Two days later, on 27 October, the Supreme Soviet selected Akayev who was effectively a compromise candidate to serve as the republic's first president. In 1991, he was offered the post of vice-president of the Soviet Union by President Mikhail Gorbachev, but refused. Akayev was elected president of the renamed Republic of Kyrgyzstan in an uncontested poll on 12 October 1991. He was reelected twice, amid allegations of ballot rigging, on 24 December 1995 and 29 October 2000.
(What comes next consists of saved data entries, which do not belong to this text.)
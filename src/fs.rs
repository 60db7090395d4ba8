//! File access facade
//!
//! Thin wrappers around `std::fs` consumed by the store mutator. Read and
//! write failures are mapped onto the crate error taxonomy with the offending
//! path attached; deletes are logged rather than escalated.

use std::fs;
use std::path::Path;

use tracing::{debug, error, warn};

use crate::error::{Result, SaveError};

/// Check whether a regular file exists at the given path
pub fn file_exists(path: &Path) -> bool {
    path.is_file()
}

/// Create a directory (and any missing parents) if it does not already exist
pub fn ensure_dir(path: &Path) -> Result<()> {
    if path.is_dir() {
        return Ok(());
    }

    fs::create_dir_all(path).map_err(|source| SaveError::Write {
        path: path.to_path_buf(),
        source,
    })
}

/// Read the entire contents of a file
pub fn read_all_bytes(path: &Path) -> Result<Vec<u8>> {
    fs::read(path).map_err(|source| SaveError::Read {
        path: path.to_path_buf(),
        source,
    })
}

/// Overwrite a file with the given bytes, creating it if missing
///
/// Overwrite semantics, not append: the previous content is replaced whole.
pub fn write_all_bytes(path: &Path, bytes: &[u8]) -> Result<()> {
    fs::write(path, bytes).map_err(|source| SaveError::Write {
        path: path.to_path_buf(),
        source,
    })
}

/// Delete a file by path
///
/// Missing files and failed deletes are logged, not escalated. Returns
/// whether a file was actually removed.
pub fn delete_file(path: &Path) -> bool {
    if !path.is_file() {
        warn!(path = %path.display(), "file does not exist");
        return false;
    }

    match fs::remove_file(path) {
        Ok(()) => {
            debug!(path = %path.display(), "deleted file");
            true
        }
        Err(e) => {
            error!(path = %path.display(), error = %e, "failed to delete file");
            false
        }
    }
}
== Presidency (1990-2005) ==
Akayev was initially seen as an economically right-wing liberal leader. He commented in a 1991 interview that "Although I am a Communist, my basic attitude toward private property is favorable. I believe that the revolution in the sphere of economics was not made by Karl Marx but by Adam Smith." As late as 1993 political analysts saw Akayev as a "prodemocratic physicist." He actively promoted privatization of land and other economic assets and operated a relatively liberal regime compared with the governments of the other Central Asian nations. In October 1991, he appointed Boris Birshtein, who is associated with the Zürich-based Seabeco AG, as president of the country's committee for reconstruction and development as well as the country's trade representative and ensured that the Kirgiz branch of Seabeco would operate free of taxes. (Note: According to the KGB colonel Leonid Veselovsky (Леонид Веселовский), Veselovsky met Birshtein in early 1991, became Seabeco's and Birshtein's lobbyist to senior Soviet officials and subsequently both Seabeco and Birshtein gained financially as a friendly firm to Moscow, Moldova, and Kyrgyzstan. Birshtein was with Nasirdin Isanov when died. Veselovsky supported the Soviet Union Communist Party's deputy general secretary Vladimir Ivashko's plan to greatly increase the number of joint ventures using the USSR Communist Party networks in order to hide its assets. According to the Swiss chartered accountant Rudolf Studhalter who supports Veselovsky, Seabeco, which allegedly has close ties to Russian mafia, and numerous Russians and is the father of Alexander Studhalter who is the founder of the 1996 established Lucerne based Swiru Holding AG which is an abbreviation for Switzerland and Russia, had traded personal computers with the Soviet Union during the 1980s, was a major shareholder of Gazprom when it was undervalued and, since 1996, is a business associate of Suleyman Kerimov, Veselovsky "seems to be for real -- he comes with money with a government stamp." Tursunbek Chyngyshev resigned after the Seabeco gold scandal which allegedly involved Centerra Gold and Cameco.) He was granted lifelong immunity from prosecution by the Lower House of Parliament in 2003.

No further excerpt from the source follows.